Entry to Glacier National Park

Rebutting myths about climate change is an endless game of whack-a-mole. But one side-effect is that each dose of misinformation can prompt a look at the real science, and offer a reason to share credible, up-to-date information that might not have gotten much attention were it not for the myth.

After encountering several social media references that glaciers are growing in my home state of Montana, I dug in to find the origin of the myth, and check in with scientists for an update on the status of Glacier National Park’s namesake features.

The myth: Glaciers are growing in Glacier National Park, and the National Park Service doesn’t want you to know about it.

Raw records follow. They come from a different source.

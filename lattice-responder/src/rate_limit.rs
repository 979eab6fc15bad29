//! Per-source-IP token bucket rate limiting. The bucket map is the only
//! shared mutable state in the responder (spec §9: "a single-threaded
//! responder avoids locks"); it lives behind one mutex held only for the
//! brief refill/consume/sweep critical sections.

use std::collections::HashMap;
use std::net::IpAddr;
use std::time::{Duration, Instant};

/// Default refill rate, in tokens (packets) per second.
pub const DEFAULT_REFILL_PER_S: f64 = 30.0;
/// Default bucket capacity.
pub const DEFAULT_CAPACITY: f64 = 60.0;
/// Tokens consumed per accepted packet.
pub const DEFAULT_COST: f64 = 1.0;
/// Idle duration after which a bucket is eligible for sweeping.
pub const DEFAULT_IDLE_TTL: Duration = Duration::from_secs(120);
/// Interval between opportunistic sweeps.
pub const DEFAULT_SWEEP_INTERVAL: Duration = Duration::from_secs(30);

#[derive(Debug, Clone, Copy)]
pub struct RateLimitConfig {
    pub refill_per_s: f64,
    pub capacity: f64,
    pub cost: f64,
    pub idle_ttl: Duration,
}

impl Default for RateLimitConfig {
    fn default() -> Self {
        Self {
            refill_per_s: DEFAULT_REFILL_PER_S,
            capacity: DEFAULT_CAPACITY,
            cost: DEFAULT_COST,
            idle_ttl: DEFAULT_IDLE_TTL,
        }
    }
}

struct Bucket {
    tokens: f64,
    last_refill: Instant,
    last_seen: Instant,
}

impl Bucket {
    fn new(capacity: f64, now: Instant) -> Self {
        Self {
            tokens: capacity,
            last_refill: now,
            last_seen: now,
        }
    }

    fn refill(&mut self, now: Instant, refill_per_s: f64, capacity: f64) {
        let elapsed = now.saturating_duration_since(self.last_refill).as_secs_f64();
        if elapsed > 0.0 {
            self.tokens = (self.tokens + elapsed * refill_per_s).min(capacity);
            self.last_refill = now;
        }
    }
}

/// A per-source-IP token bucket map, keyed by IP only (not port), per
/// spec §4.2.
pub struct TokenBucketMap {
    config: RateLimitConfig,
    buckets: HashMap<IpAddr, Bucket>,
    last_sweep: Instant,
}

impl TokenBucketMap {
    pub fn new(config: RateLimitConfig) -> Self {
        Self {
            config,
            buckets: HashMap::new(),
            last_sweep: Instant::now(),
        }
    }

    /// Try to consume `cost` tokens for `ip` at `now`, creating the
    /// bucket on first use. Returns `true` if the packet should be
    /// accepted.
    pub fn try_consume(&mut self, ip: IpAddr, now: Instant) -> bool {
        let cfg = self.config;
        let bucket = self
            .buckets
            .entry(ip)
            .or_insert_with(|| Bucket::new(cfg.capacity, now));
        bucket.refill(now, cfg.refill_per_s, cfg.capacity);
        bucket.last_seen = now;
        if bucket.tokens >= cfg.cost {
            bucket.tokens -= cfg.cost;
            true
        } else {
            false
        }
    }

    /// Opportunistically sweep buckets idle longer than `idle_ttl`,
    /// bounding memory. Only does work if `sweep_interval` has elapsed
    /// since the last sweep.
    pub fn maybe_sweep(&mut self, now: Instant, sweep_interval: Duration) -> usize {
        if now.saturating_duration_since(self.last_sweep) < sweep_interval {
            return 0;
        }
        self.last_sweep = now;
        let ttl = self.config.idle_ttl;
        let before = self.buckets.len();
        self.buckets
            .retain(|_, b| now.saturating_duration_since(b.last_seen) < ttl);
        before - self.buckets.len()
    }

    #[cfg(test)]
    pub fn bucket_count(&self) -> usize {
        self.buckets.len()
    }
}

#[cfg(test)]
mod tests {
    use super::*;
    use std::net::{IpAddr, Ipv4Addr};

    fn ip(n: u8) -> IpAddr {
        IpAddr::V4(Ipv4Addr::new(127, 0, 0, n))
    }

    #[test]
    fn fresh_bucket_allows_burst_up_to_capacity() {
        let mut map = TokenBucketMap::new(RateLimitConfig {
            capacity: 3.0,
            ..Default::default()
        });
        let now = Instant::now();
        assert!(map.try_consume(ip(1), now));
        assert!(map.try_consume(ip(1), now));
        assert!(map.try_consume(ip(1), now));
        assert!(!map.try_consume(ip(1), now));
    }

    #[test]
    fn refill_over_time_restores_tokens() {
        let mut map = TokenBucketMap::new(RateLimitConfig {
            capacity: 1.0,
            refill_per_s: 10.0,
            ..Default::default()
        });
        let t0 = Instant::now();
        assert!(map.try_consume(ip(1), t0));
        assert!(!map.try_consume(ip(1), t0));
        let t1 = t0 + Duration::from_millis(200); // 2 tokens refilled, capped at 1
        assert!(map.try_consume(ip(1), t1));
    }

    #[test]
    fn sustained_rate_converges_to_refill_rate() {
        let mut map = TokenBucketMap::new(RateLimitConfig {
            capacity: 60.0,
            refill_per_s: 30.0,
            cost: 1.0,
            ..Default::default()
        });
        let t0 = Instant::now();
        // Drain the initial burst allowance.
        let mut accepted_in_burst = 0;
        for _ in 0..1000 {
            if map.try_consume(ip(1), t0) {
                accepted_in_burst += 1;
            } else {
                break;
            }
        }
        assert_eq!(accepted_in_burst, 60);

        // After the burst, a full second of sustained traffic at a much
        // higher attempt rate should accept roughly refill_per_s packets.
        let mut accepted = 0;
        for i in 0..10_000 {
            let t = t0 + Duration::from_micros(100) * i;
            if map.try_consume(ip(1), t) {
                accepted += 1;
            }
        }
        // 10_000 attempts spread over 1s; expect close to 30 accepted.
        assert!((accepted as f64 - 30.0).abs() < 5.0, "accepted={accepted}");
    }

    #[test]
    fn buckets_are_keyed_by_ip_not_port() {
        let mut map = TokenBucketMap::new(RateLimitConfig {
            capacity: 1.0,
            ..Default::default()
        });
        let now = Instant::now();
        assert!(map.try_consume(ip(1), now));
        // Same IP, different "port" is irrelevant here since the map key
        // is IpAddr alone — a second attempt from the same IP shares the
        // bucket and is rejected.
        assert!(!map.try_consume(ip(1), now));
    }

    #[test]
    fn sweep_evicts_idle_buckets_after_ttl() {
        let mut map = TokenBucketMap::new(RateLimitConfig {
            idle_ttl: Duration::from_secs(60),
            ..Default::default()
        });
        let t0 = Instant::now();
        map.try_consume(ip(1), t0);
        map.try_consume(ip(2), t0);
        assert_eq!(map.bucket_count(), 2);

        let t1 = t0 + Duration::from_secs(30);
        let swept = map.maybe_sweep(t1, Duration::from_secs(30));
        assert_eq!(swept, 0); // not idle long enough yet, and not due

        let t2 = t0 + Duration::from_secs(200);
        let swept = map.maybe_sweep(t2, Duration::from_secs(30));
        assert_eq!(swept, 2);
        assert_eq!(map.bucket_count(), 0);
    }
}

This alluring falsehood appeared in a denialist blog earlier this summer (June 2019) and quickly spread to several others. The “government is quietly seeking to conceal some of its hysterical claims,” reads one claim. “It appears that the National Park Service is trying to hide the fact that the glaciers are growing!”

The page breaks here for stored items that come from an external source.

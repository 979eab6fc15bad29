//! Shared-secret loading for the wire codec.
//!
//! `LATTICE_SECRET_HEX` (hex-encoded, preferred) or `LATTICE_SECRET`
//! (raw bytes) must decode to at least [`crate::wire::MIN_SECRET_LEN`]
//! bytes.

use crate::error::{Error, Result};
use crate::wire::MIN_SECRET_LEN;

const ENV_HEX: &str = "LATTICE_SECRET_HEX";
const ENV_RAW: &str = "LATTICE_SECRET";

/// Load the shared secret from the environment, preferring the hex form.
pub fn load_from_env() -> Result<Vec<u8>> {
    if let Ok(hex_str) = std::env::var(ENV_HEX) {
        let bytes = hex::decode(hex_str.trim()).map_err(|_| Error::SecretMissing)?;
        return validate_len(bytes);
    }
    if let Ok(raw) = std::env::var(ENV_RAW) {
        return validate_len(raw.into_bytes());
    }
    Err(Error::SecretMissing)
}

fn validate_len(bytes: Vec<u8>) -> Result<Vec<u8>> {
    if bytes.len() < MIN_SECRET_LEN {
        return Err(Error::SecretMissing);
    }
    Ok(bytes)
}

#[cfg(test)]
mod tests {
    use super::*;
    use std::sync::Mutex;

    // Environment variable mutation races across tests in the same
    // process; serialize access to LATTICE_SECRET(_HEX).
    static ENV_LOCK: Mutex<()> = Mutex::new(());

    #[test]
    fn hex_secret_decodes() {
        let _guard = ENV_LOCK.lock().expect("lock poisoned");
        std::env::remove_var(ENV_RAW);
        std::env::set_var(ENV_HEX, "30313233343536373839616263646566");
        let secret = load_from_env().expect("should load");
        assert_eq!(secret, b"0123456789abcdef");
        std::env::remove_var(ENV_HEX);
    }

    #[test]
    fn short_secret_rejected() {
        let _guard = ENV_LOCK.lock().expect("lock poisoned");
        std::env::remove_var(ENV_HEX);
        std::env::set_var(ENV_RAW, "short");
        assert!(matches!(load_from_env(), Err(Error::SecretMissing)));
        std::env::remove_var(ENV_RAW);
    }

    #[test]
    fn missing_secret_rejected() {
        let _guard = ENV_LOCK.lock().expect("lock poisoned");
        std::env::remove_var(ENV_HEX);
        std::env::remove_var(ENV_RAW);
        assert!(matches!(load_from_env(), Err(Error::SecretMissing)));
    }
}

The reality: The glaciers in GNP are shrinking.

The myth states that Montana’s cold, snowy winters and “extreme amounts of snowfall” have not only halted the decades-long trend of glacier retreat, but in fact, have caused glaciers to expand. If true, that would be welcome news. Alas, it isn’t. The U.S. Geological Survey spells it out in plain language: “Despite occasional big winters or frigid weeks that occur, the glaciers of GNP, like most glaciers worldwide, are melting as long-term average temperatures increase.”

While Montana’s winters often are impressively cold, the state is warming at nearly twice the rate of the globe on average. Since 1895, NOAA data show the two counties that comprise Glacier National Park have warmed nearly 3 degrees F, a trend that is taking a heavy toll on the glaciers.

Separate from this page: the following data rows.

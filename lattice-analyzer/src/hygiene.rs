//! Configuration hygiene checks (spec §4.5): endpoints missing
//! coordinates or a region hint, and host-duplicate clusters.

use lattice_core::types::{Endpoint, Hygiene};
use std::collections::BTreeMap;

/// Compute hygiene findings over a configured endpoint set. Ordering is
/// deterministic (endpoint declaration order for the missing-* lists,
/// host-sorted for duplicate clusters) so CLI/dashboard output is
/// stable across runs.
pub fn hygiene(endpoints: &[Endpoint]) -> Hygiene {
    let missing_coords = endpoints
        .iter()
        .filter(|e| !e.has_coords())
        .map(|e| e.id.clone())
        .collect();
    let missing_region_hint = endpoints
        .iter()
        .filter(|e| e.region_hint.is_none())
        .map(|e| e.id.clone())
        .collect();

    let mut by_host: BTreeMap<&str, Vec<String>> = BTreeMap::new();
    for endpoint in endpoints {
        by_host.entry(endpoint.host.as_str()).or_default().push(endpoint.id.clone());
    }
    let host_duplicates = by_host.into_values().filter(|ids| ids.len() > 1).collect();

    Hygiene {
        missing_coords,
        missing_region_hint,
        host_duplicates,
    }
}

Caitlyn Florentine, a glaciologist with the U.S. Geological Survey’s Northern Rocky Mountain Science Center, is one of several scientists charged with keeping an eye on the park’s glaciers. She described the methods used to keep track of the glaciers, from analysis of aerial photography and satellite imagery, to boots-on-the-ice measurements of glacial ice volume. “It’s measurement-intensive,” she said in a video call from her West Glacier office.

Despite recent cold winters, warmer-than-average summer temperatures have been erasing all the wintertime gains, and then some. Florentine noted that she and other scientists, comparing measurements from benchmark glaciers in the Northern Rockies, Cascades, and Alaska, found all the glaciers to be losing mass, even though they are at different elevations, latitudes, and climate regimes. Florentine summarized the findings as an “overall, consistent trend of mass loss” which she described as “pretty striking, considering that the benchmark glaciers are in such different climate settings.”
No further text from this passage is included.